In addition, a “tax amnesty, much like a tax exemption, is never
favored nor presumed in law and if granted by a statute, the term
of the amnesty like that of a tax exemption must be construed
strictly against the taxpayer and liberally in favor of the taxing
authority. 57 The rule on strictissimi juris equally applies. 58 So that,
any doubt in the application of an amnesty law/decree should be
resolved in favor of the taxing authority.
Furthermore, ANSCOR’s claim of amnesty cannot prosper. The
implementing rules of P.D. 370 which expanded amnesty on
previously untaxed income under P.D. 23 is very explicit, to wit:
Sec. 4. Cases not covered by amnesty. — The following cases are
not covered by the amnesty subject of these regulations:
xxx xxx xxx
(2) Tax liabilities with or without assessments, on withholding tax
at source provided under Section 53 and 54 of the National Internal
Revenue Code, as amended; 59
ANSCOR was assessed under Sections 53 and 54 of the 1939 Tax
Code. Thus, by specific provision of law, it is not covered by the
amnesty.
TAX ON STOCK DIVIDENDS
General Rule
Sec. 83(b) of the 1939 NIRC was taken from the Section 115(g)(1)
of the U.S. Revenue Code of 1928. 60 It laid down the general rule
known as the proportionate test 61 wherein stock dividends once
issued form part of the capital and, thus, subject to income
tax. 62 Specifically, the general rule states that:
A stock dividend representing the transfer of surplus to capital
account shall not be subject to tax.
Having been derived from a foreign law, resort to the jurisprudence
of its origin may shed light. Under the US Revenue Code, this
provision originally referred to “stock dividends” only, without any
exception.

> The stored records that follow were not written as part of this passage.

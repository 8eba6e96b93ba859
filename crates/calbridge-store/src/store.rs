//! Typed stores.

use std::any::Any;
use std::fmt;
use std::marker::PhantomData;
use std::sync::Arc;

use calbridge_core::{BoxFuture, Entity, EntityKind};
use serde_json::Value;
use tokio::sync::broadcast;
use tracing::warn;

use crate::database::{Database, StoreChange, Transaction, TransactionMode};
use crate::error::{StoreError, StoreResult};
use crate::factory::StoreArgs;

/// Accessor for the records of one kind.
///
/// Stores never open transactions over other kinds. Writes that must land
/// together with other kinds go through the `*_in` variants inside a
/// caller-owned [`Transaction`].
pub struct Store<T> {
    db: Database,
    _record: PhantomData<fn() -> T>,
}

impl<T> fmt::Debug for Store<T>
where
    T: Entity,
{
    fn fmt(&self, f: &mut fmt::Formatter<'_>) -> fmt::Result {
        f.debug_struct("Store")
            .field("kind", &T::KIND)
            .field("db", &self.db.name())
            .finish()
    }
}

impl<T: Entity> Store<T> {
    pub fn new(args: StoreArgs) -> Self {
        Self {
            db: args.db,
            _record: PhantomData,
        }
    }

    pub fn kind(&self) -> EntityKind {
        T::KIND
    }

    pub fn database(&self) -> &Database {
        &self.db
    }

    pub async fn get(&self, id: &str) -> StoreResult<Option<T>> {
        let tx = self.db.transaction(&[T::KIND], TransactionMode::ReadOnly).await;
        self.get_in(&tx, id)
    }

    pub async fn all(&self) -> StoreResult<Vec<T>> {
        let tx = self.db.transaction(&[T::KIND], TransactionMode::ReadOnly).await;
        self.all_in(&tx)
    }

    /// Inserts or replaces `record`.
    pub async fn persist(&self, record: &T) -> StoreResult<()> {
        let mut tx = self.db.transaction(&[T::KIND], TransactionMode::ReadWrite).await;
        self.persist_in(&mut tx, record)?;
        tx.commit()?;
        Ok(())
    }

    /// Returns whether a record was removed.
    pub async fn remove(&self, id: &str) -> StoreResult<bool> {
        let mut tx = self.db.transaction(&[T::KIND], TransactionMode::ReadWrite).await;
        let existed = self.remove_in(&mut tx, id)?;
        tx.commit()?;
        Ok(existed)
    }

    pub fn get_in(&self, tx: &Transaction, id: &str) -> StoreResult<Option<T>> {
        tx.get(T::KIND, id)?
            .map(|value| decode::<T>(id, value))
            .transpose()
    }

    pub fn all_in(&self, tx: &Transaction) -> StoreResult<Vec<T>> {
        tx.all(T::KIND)?
            .into_iter()
            .map(|value| decode::<T>("", value))
            .collect()
    }

    pub fn filter_in<F>(&self, tx: &Transaction, keep: F) -> StoreResult<Vec<T>>
    where
        F: Fn(&T) -> bool,
    {
        let mut records = self.all_in(tx)?;
        records.retain(|record| keep(record));
        Ok(records)
    }

    pub fn persist_in(&self, tx: &mut Transaction, record: &T) -> StoreResult<()> {
        let value = serde_json::to_value(record)?;
        tx.put(T::KIND, record.id(), value)
    }

    pub fn remove_in(&self, tx: &mut Transaction, id: &str) -> StoreResult<bool> {
        tx.delete(T::KIND, id)
    }

    /// Committed changes to this kind.
    pub fn changes(&self) -> ChangeFeed {
        ChangeFeed {
            kind: T::KIND,
            rx: self.db.subscribe(),
        }
    }
}

fn decode<T: Entity>(id: &str, value: Value) -> StoreResult<T> {
    serde_json::from_value(value).map_err(|source| StoreError::Decode {
        kind: T::KIND,
        id: id.to_string(),
        source,
    })
}

/// Change feed filtered to one kind.
pub struct ChangeFeed {
    kind: EntityKind,
    rx: broadcast::Receiver<StoreChange>,
}

impl ChangeFeed {
    /// Next change, or `None` once the database is gone.
    ///
    /// A lagging receiver skips what it missed and keeps going.
    pub async fn recv(&mut self) -> Option<StoreChange> {
        loop {
            match self.rx.recv().await {
                Ok(change) if change.kind == self.kind => return Some(change),
                Ok(_) => continue,
                Err(broadcast::error::RecvError::Lagged(skipped)) => {
                    warn!(kind = %self.kind, skipped, "change feed lagged");
                }
                Err(broadcast::error::RecvError::Closed) => return None,
            }
        }
    }
}

/// Type-erased store, as handed out by [`StoreFactory::get_store`].
///
/// [`StoreFactory::get_store`]: crate::StoreFactory::get_store
pub trait DynStore: Send + Sync + 'static {
    fn kind(&self) -> EntityKind;

    fn get_json<'a>(&'a self, id: &'a str) -> BoxFuture<'a, StoreResult<Option<Value>>>;

    fn all_json(&self) -> BoxFuture<'_, StoreResult<Vec<Value>>>;

    /// Validates `record` against the kind's schema, then upserts it.
    fn persist_json(&self, record: Value) -> BoxFuture<'_, StoreResult<()>>;

    fn remove_id<'a>(&'a self, id: &'a str) -> BoxFuture<'a, StoreResult<bool>>;

    fn as_any(self: Arc<Self>) -> Arc<dyn Any + Send + Sync>;
}

impl<T: Entity> DynStore for Store<T> {
    fn kind(&self) -> EntityKind {
        T::KIND
    }

    fn get_json<'a>(&'a self, id: &'a str) -> BoxFuture<'a, StoreResult<Option<Value>>> {
        Box::pin(async move {
            match self.get(id).await? {
                Some(record) => Ok(Some(serde_json::to_value(record)?)),
                None => Ok(None),
            }
        })
    }

    fn all_json(&self) -> BoxFuture<'_, StoreResult<Vec<Value>>> {
        Box::pin(async move {
            self.all()
                .await?
                .into_iter()
                .map(|record| serde_json::to_value(record).map_err(StoreError::from))
                .collect()
        })
    }

    fn persist_json(&self, record: Value) -> BoxFuture<'_, StoreResult<()>> {
        Box::pin(async move {
            let id = record
                .get("id")
                .and_then(Value::as_str)
                .unwrap_or_default()
                .to_string();
            let record = decode::<T>(&id, record)?;
            self.persist(&record).await
        })
    }

    fn remove_id<'a>(&'a self, id: &'a str) -> BoxFuture<'a, StoreResult<bool>> {
        Box::pin(self.remove(id))
    }

    fn as_any(self: Arc<Self>) -> Arc<dyn Any + Send + Sync> {
        self
    }
}
//! [`RemoteClient`] over CalDAV.
//!
//! Calendars are discovered with a depth-1 PROPFIND on the configured URL.
//! Changes are detected by comparing the etags of a calendar-query REPORT
//! with the etags already stored; only new or modified resources are then
//! fetched with calendar-multiget.

use std::collections::HashMap;

use calbridge_core::BoxFuture;
use reqwest::header::{
    ALLOW, AUTHORIZATION, CONTENT_TYPE, ETAG, HeaderMap, IF_MATCH, IF_NONE_MATCH, WWW_AUTHENTICATE,
};
use reqwest::{Client, Method, Response, StatusCode};
use tracing::{debug, trace, warn};
use url::Url;

use crate::error::{ProviderError, ProviderResult};
use crate::remote::{
    ChangeSet, FetchChanges, PushOp, RemoteCalendar, RemoteClient, RemoteEvent, ServerFeatures,
};

use super::auth::{Authenticator, Challenge};
use super::config::CalDavConfig;
use super::xml;

const XML_CONTENT_TYPE: &str = "application/xml; charset=utf-8";
const ICS_CONTENT_TYPE: &str = "text/calendar; charset=utf-8";

pub struct CalDavClient {
    http: Client,
    config: CalDavConfig,
    auth: Option<Authenticator>,
}

impl std::fmt::Debug for CalDavClient {
    fn fmt(&self, f: &mut std::fmt::Formatter<'_>) -> std::fmt::Result {
        f.debug_struct("CalDavClient")
            .field("url", &self.config.url.as_str())
            .field("authenticated", &self.auth.is_some())
            .finish()
    }
}

struct DavRequest<'a> {
    method: Method,
    url: Url,
    headers: Vec<(reqwest::header::HeaderName, String)>,
    body: Option<(&'static str, &'a str)>,
}

impl<'a> DavRequest<'a> {
    fn new(method: Method, url: Url) -> Self {
        Self {
            method,
            url,
            headers: Vec::new(),
            body: None,
        }
    }

    fn header(mut self, name: reqwest::header::HeaderName, value: impl Into<String>) -> Self {
        self.headers.push((name, value.into()));
        self
    }

    fn depth(self, depth: u8) -> Self {
        self.header(reqwest::header::HeaderName::from_static("depth"), depth.to_string())
    }

    fn body(mut self, content_type: &'static str, body: &'a str) -> Self {
        self.body = Some((content_type, body));
        self
    }
}

impl CalDavClient {
    pub fn new(config: CalDavConfig) -> ProviderResult<Self> {
        let http = Client::builder()
            .danger_accept_invalid_certs(!config.verify_tls)
            .timeout(config.timeout)
            .user_agent(&config.user_agent)
            .build()
            .map_err(|e| {
                ProviderError::internal(format!("failed to create HTTP client: {}", e)).with_source(e)
            })?;
        let auth = match (&config.username, &config.password) {
            (Some(username), Some(password)) => Some(Authenticator::new(username, password)),
            _ => None,
        };
        Ok(Self { http, config, auth })
    }

    pub fn config(&self) -> &CalDavConfig {
        &self.config
    }

    /// Resolves a server href against the configured URL.
    fn resolve(&self, href: &str) -> ProviderResult<Url> {
        self.config.url.join(href).map_err(|e| {
            ProviderError::invalid_server(format!("bad href '{}': {}", href, e)).with_source(e)
        })
    }

    /// Sends `request`, answering one authentication challenge if the
    /// server raises it.
    async fn execute(&self, request: DavRequest<'_>) -> ProviderResult<Response> {
        let mut challenged = false;
        loop {
            let mut builder = self.http.request(request.method.clone(), request.url.clone());
            for (name, value) in &request.headers {
                builder = builder.header(name, value);
            }
            if let Some((content_type, body)) = request.body {
                builder = builder.header(CONTENT_TYPE, content_type).body(body.to_string());
            }
            if let Some(header) = self
                .auth
                .as_ref()
                .and_then(|auth| auth.header(request.method.as_str(), request.url.path()))
            {
                builder = builder.header(AUTHORIZATION, header);
            }

            trace!(method = %request.method, url = %request.url, "sending request");
            let response = builder.send().await.map_err(|e| {
                ProviderError::offline(format!("{} {} failed: {}", request.method, request.url, e))
                    .with_source(e)
            })?;

            if response.status() != StatusCode::UNAUTHORIZED || challenged {
                return Ok(response);
            }
            let Some(auth) = self.auth.as_ref() else {
                return Ok(response);
            };
            let challenge = Challenge::select(
                response
                    .headers()
                    .get_all(WWW_AUTHENTICATE)
                    .iter()
                    .filter_map(|value| value.to_str().ok()),
            );
            if let Some(challenge) = challenge
                && auth.accept(challenge)
            {
                debug!(url = %request.url, "answering authentication challenge");
                challenged = true;
            } else {
                return Ok(response);
            }
        }
    }

    /// Sends `request` and reads a multistatus answer.
    async fn multistatus(&self, request: DavRequest<'_>) -> ProviderResult<Vec<xml::DavResponse>> {
        let response = check(self.execute(request).await?)?;
        if response.status() != StatusCode::MULTI_STATUS {
            return Err(ProviderError::invalid_server(format!(
                "expected 207 Multi-Status, got {}",
                response.status()
            )));
        }
        xml::parse_multistatus(&read_body(response).await?)
    }

    async fn propfind_calendars(&self) -> ProviderResult<Vec<RemoteCalendar>> {
        let body = xml::propfind_calendars_body();
        let request = DavRequest::new(dav_method("PROPFIND")?, self.config.url.clone())
            .depth(1)
            .body(XML_CONTENT_TYPE, &body);
        let calendars: Vec<RemoteCalendar> = self
            .multistatus(request)
            .await?
            .into_iter()
            .filter(|response| response.is_calendar && !response.href.is_empty())
            .map(|response| RemoteCalendar {
                name: response
                    .display_name
                    .filter(|name| !name.trim().is_empty())
                    .unwrap_or_else(|| collection_name(&response.href)),
                color: response.color,
                ctag: response.ctag,
                href: response.href,
            })
            .collect();
        if calendars.is_empty() {
            return Err(ProviderError::invalid_server(format!(
                "no calendar collections below {}",
                self.config.url
            )));
        }
        debug!(count = calendars.len(), "calendars listed");
        Ok(calendars)
    }

    async fn remote_etags(&self, collection: &str) -> ProviderResult<HashMap<String, String>> {
        let body = xml::etag_query_body();
        let request = DavRequest::new(dav_method("REPORT")?, self.resolve(collection)?)
            .depth(1)
            .body(XML_CONTENT_TYPE, &body);
        Ok(self
            .multistatus(request)
            .await?
            .into_iter()
            .filter(|response| response.href != collection && response.status.is_none_or(|s| s < 300))
            .map(|response| (response.href, response.etag.unwrap_or_default()))
            .collect())
    }

    async fn fetch(&self, request: FetchChanges) -> ProviderResult<ChangeSet> {
        let server = self.remote_etags(&request.calendar_href).await?;

        let changed: Vec<&String> = server
            .iter()
            .filter(|(href, etag)| request.known_etags.get(*href) != Some(*etag))
            .map(|(href, _)| href)
            .collect();
        let mut removed: Vec<String> = request
            .known_etags
            .keys()
            .filter(|href| !server.contains_key(*href))
            .cloned()
            .collect();
        debug!(
            calendar = %request.calendar_href,
            listed = server.len(),
            changed = changed.len(),
            missing = removed.len(),
            "etags compared"
        );

        let mut upserts = Vec::new();
        if !changed.is_empty() {
            let body = xml::multiget_body(&changed);
            let report = DavRequest::new(dav_method("REPORT")?, self.resolve(&request.calendar_href)?)
                .depth(1)
                .body(XML_CONTENT_TYPE, &body);
            for response in self.multistatus(report).await? {
                match (response.status, response.calendar_data) {
                    (Some(404), _) => removed.push(response.href),
                    (_, Some(ical)) => upserts.push(RemoteEvent {
                        etag: response.etag.or_else(|| server.get(&response.href).cloned()),
                        href: response.href,
                        ical,
                    }),
                    (status, None) => {
                        warn!(href = %response.href, ?status, "resource returned without data");
                    }
                }
            }
        }

        Ok(ChangeSet {
            token: None,
            upserts,
            removed,
        })
    }

    async fn push(&self, op: PushOp) -> ProviderResult<Option<String>> {
        let url = self.resolve(op.href())?;
        match op {
            PushOp::Put { ical, etag, .. } => {
                let mut request = DavRequest::new(Method::PUT, url);
                request = match etag {
                    Some(etag) => request.header(IF_MATCH, etag),
                    None => request.header(IF_NONE_MATCH, "*"),
                };
                let response = check(self.execute(request.body(ICS_CONTENT_TYPE, &ical)).await?)?;
                Ok(etag_header(response.headers()))
            }
            PushOp::Delete { etag, .. } => {
                let mut request = DavRequest::new(Method::DELETE, url);
                if let Some(etag) = etag {
                    request = request.header(IF_MATCH, etag);
                }
                let response = self.execute(request).await?;
                if response.status() == StatusCode::NOT_FOUND {
                    debug!(url = %response.url(), "resource already gone");
                    return Ok(None);
                }
                check(response)?;
                Ok(None)
            }
        }
    }
}
//! Provider error types.
//!
//! Every failure a provider reports falls into one [`ProviderErrorCode`].
//! The code decides how the worker reacts: [`Offline`] errors queue the
//! account for a retry once connectivity returns, everything else is
//! surfaced to the UI with a localizable [`message_key`].
//!
//! [`Offline`]: ProviderErrorCode::Offline
//! [`message_key`]: ProviderError::message_key

use std::fmt;

use calbridge_store::StoreError;
use serde_json::Value;
use thiserror::Error;

#[derive(Debug, Clone, Copy, PartialEq, Eq, Hash)]
pub enum ProviderErrorCode {
    /// Credentials rejected (401/403).
    Authentication,
    /// The endpoint is not a usable calendar server.
    InvalidServer,
    /// The server answered with a failure (5xx, 429).
    ServerFailure,
    /// No response could be obtained.
    Offline,
    /// The calendar's capabilities do not allow the operation.
    PermissionDenied,
    NotFound,
    Internal,
}

impl ProviderErrorCode {
    pub fn as_str(&self) -> &'static str {
        match self {
            Self::Authentication => "authentication",
            Self::InvalidServer => "invalid_server",
            Self::ServerFailure => "server_failure",
            Self::Offline => "offline",
            Self::PermissionDenied => "permission_denied",
            Self::NotFound => "not_found",
            Self::Internal => "internal",
        }
    }

    /// Localization key shown to the user.
    pub fn message_key(&self) -> &'static str {
        match self {
            Self::Authentication => "error-unauthenticated",
            Self::InvalidServer => "error-invalid-server",
            Self::ServerFailure => "error-internal-server-error",
            Self::Offline => "error-offline",
            Self::PermissionDenied => "error-permission-denied",
            Self::NotFound => "error-not-found",
            Self::Internal => "error-internal",
        }
    }
}

impl fmt::Display for ProviderErrorCode {
    fn fmt(&self, f: &mut fmt::Formatter<'_>) -> fmt::Result {
        f.write_str(self.as_str())
    }
}

#[derive(Debug, Error)]
pub struct ProviderError {
    code: ProviderErrorCode,
    message: String,
    /// Structured context forwarded to the UI (status codes, hrefs).
    detail: Value,
    provider: Option<String>,
    #[source]
    source: Option<Box<dyn std::error::Error + Send + Sync>>,
}

impl ProviderError {
    pub fn new(code: ProviderErrorCode, message: impl Into<String>) -> Self {
        Self {
            code,
            message: message.into(),
            detail: Value::Null,
            provider: None,
            source: None,
        }
    }

    pub fn authentication(message: impl Into<String>) -> Self {
        Self::new(ProviderErrorCode::Authentication, message)
    }

    pub fn invalid_server(message: impl Into<String>) -> Self {
        Self::new(ProviderErrorCode::InvalidServer, message)
    }

    pub fn server_failure(message: impl Into<String>) -> Self {
        Self::new(ProviderErrorCode::ServerFailure, message)
    }

    pub fn offline(message: impl Into<String>) -> Self {
        Self::new(ProviderErrorCode::Offline, message)
    }

    pub fn permission_denied(message: impl Into<String>) -> Self {
        Self::new(ProviderErrorCode::PermissionDenied, message)
    }

    pub fn not_found(message: impl Into<String>) -> Self {
        Self::new(ProviderErrorCode::NotFound, message)
    }

    pub fn internal(message: impl Into<String>) -> Self {
        Self::new(ProviderErrorCode::Internal, message)
    }

    pub fn with_provider(mut self, provider: impl Into<String>) -> Self {
        self.provider = Some(provider.into());
        self
    }

    pub fn with_detail(mut self, detail: Value) -> Self {
        self.detail = detail;
        self
    }

    pub fn with_source<E>(mut self, source: E) -> Self
    where
        E: std::error::Error + Send + Sync + 'static,
    {
        self.source = Some(Box::new(source));
        self
    }

    pub fn code(&self) -> ProviderErrorCode {
        self.code
    }

    pub fn message(&self) -> &str {
        &self.message
    }

    pub fn detail(&self) -> &Value {
        &self.detail
    }

    pub fn provider(&self) -> Option<&str> {
        self.provider.as_deref()
    }

    pub fn message_key(&self) -> &'static str {
        self.code.message_key()
    }

    /// Whether this failure should be retried on reconnection.
    pub fn is_offline(&self) -> bool {
        self.code == ProviderErrorCode::Offline
    }
}

impl fmt::Display for ProviderError {
    fn fmt(&self, f: &mut fmt::Formatter<'_>) -> fmt::Result {
        if let Some(ref provider) = self.provider {
            write!(f, "[{}] ", provider)?;
        }
        write!(f, "{}: {}", self.code, self.message)
    }
}

impl From<StoreError> for ProviderError {
    fn from(error: StoreError) -> Self {
        Self::internal(format!("store failure: {}", error)).with_source(error)
    }
}

pub type ProviderResult<T> = Result<T, ProviderError>;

Stock dividends, strictly speaking, represent capital and
do not constitute income to its recipient. 63 So that the mere
issuance thereof is not yet subject to income tax 64 as they are

nothing but an “enrichment through increase in value of capital
investment.” 65 As capital, the stock dividends postpone the
realization of profits because the “fund represented by the new
stock has been transferred from surplus to capital and no longer
available for actual distribution.” 66 Income in tax law is “an amount
of money coming to a person within a specified time, whether as
payment for services, interest, or profit from investment.” 67 It
means cash or its equivalent. 68 It is gain derived and severed from
capital, 69 from labor or from both combined 70 — so that to tax a
stock dividend would be to tax a capital increase rather than the
income. 71 In a loose sense, stock dividends issued by the
corporation, are considered unrealized gain, and cannot be
subjected to income tax until that gain has been realized. Before
the realization, stock dividends are nothing but a representation of
an interest in the corporate properties. 72 As capital, it is not yet
subject to income tax. It should be noted that capital and income
are different. Capital is wealth or fund; whereas income is profit or
gain or the flow of wealth. 73 The determining factor for the
imposition of income tax is whether any gain or profit was derived
from a transaction. 74
The Exception
However, if a corporation cancels or redeems stock issued as
a dividend at such time and in such manner as to make
the distribution and cancellation or redemption, in whole or in part,
essentially equivalent to the distribution of a taxable dividend, the
amount so distributed in redemption or cancellation of the stock
shall be considered as taxable income to the extent it represents a
distribution of earnings or profits accumulated after March first,
nineteen hundred and thirteen. (Emphasis supplied).
In a response to the ruling of the American Supreme Court in the
case of Eisner v. Macomber 75 (that pro rata stock dividends are
not taxable income), the exempting clause above quoted was
added because provision corporation found a loophole in the
original provision. They resorted to devious means to circumvent
the law and evade the tax. Corporate earnings would be distributed
under the guise of its initial capitalization by declaring the stock
dividends previously issued and later redeem said dividends by
paying cash to the stockholder. This process of issuanceredemption amounts to a distribution of taxable cash dividends
which was lust delayed so as to escape the tax. It becomes a
convenient technical strategy to avoid the effects of taxation.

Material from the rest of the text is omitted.